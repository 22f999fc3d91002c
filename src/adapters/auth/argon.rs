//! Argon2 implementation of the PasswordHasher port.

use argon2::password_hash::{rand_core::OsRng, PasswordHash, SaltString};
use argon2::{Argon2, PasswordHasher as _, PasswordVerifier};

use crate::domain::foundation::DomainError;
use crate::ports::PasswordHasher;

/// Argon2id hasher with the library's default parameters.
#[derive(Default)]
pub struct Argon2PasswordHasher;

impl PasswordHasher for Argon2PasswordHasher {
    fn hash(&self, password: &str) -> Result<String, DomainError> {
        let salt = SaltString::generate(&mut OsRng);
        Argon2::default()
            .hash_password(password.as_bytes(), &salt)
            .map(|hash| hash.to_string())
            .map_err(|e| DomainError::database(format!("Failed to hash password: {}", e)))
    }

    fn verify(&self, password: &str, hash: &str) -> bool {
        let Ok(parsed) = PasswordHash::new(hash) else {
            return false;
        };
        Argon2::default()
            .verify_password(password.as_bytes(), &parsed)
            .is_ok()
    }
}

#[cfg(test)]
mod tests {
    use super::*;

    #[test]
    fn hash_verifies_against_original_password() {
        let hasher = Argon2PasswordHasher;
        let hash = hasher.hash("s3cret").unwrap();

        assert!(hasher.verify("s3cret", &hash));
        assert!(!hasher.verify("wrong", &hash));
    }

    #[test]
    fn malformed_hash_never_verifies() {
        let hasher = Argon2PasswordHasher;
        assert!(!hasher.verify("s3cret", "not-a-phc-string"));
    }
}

> _EXERCISE OBJECTIVE_
In the records, which lines use the word "assert"? Report them.

> _EXERCISE ANSWER_
        assert!(hasher.verify("s3cret", &hash));
        assert!(!hasher.verify("wrong", &hash));
        assert!(!hasher.verify("s3cret", "not-a-phc-string"));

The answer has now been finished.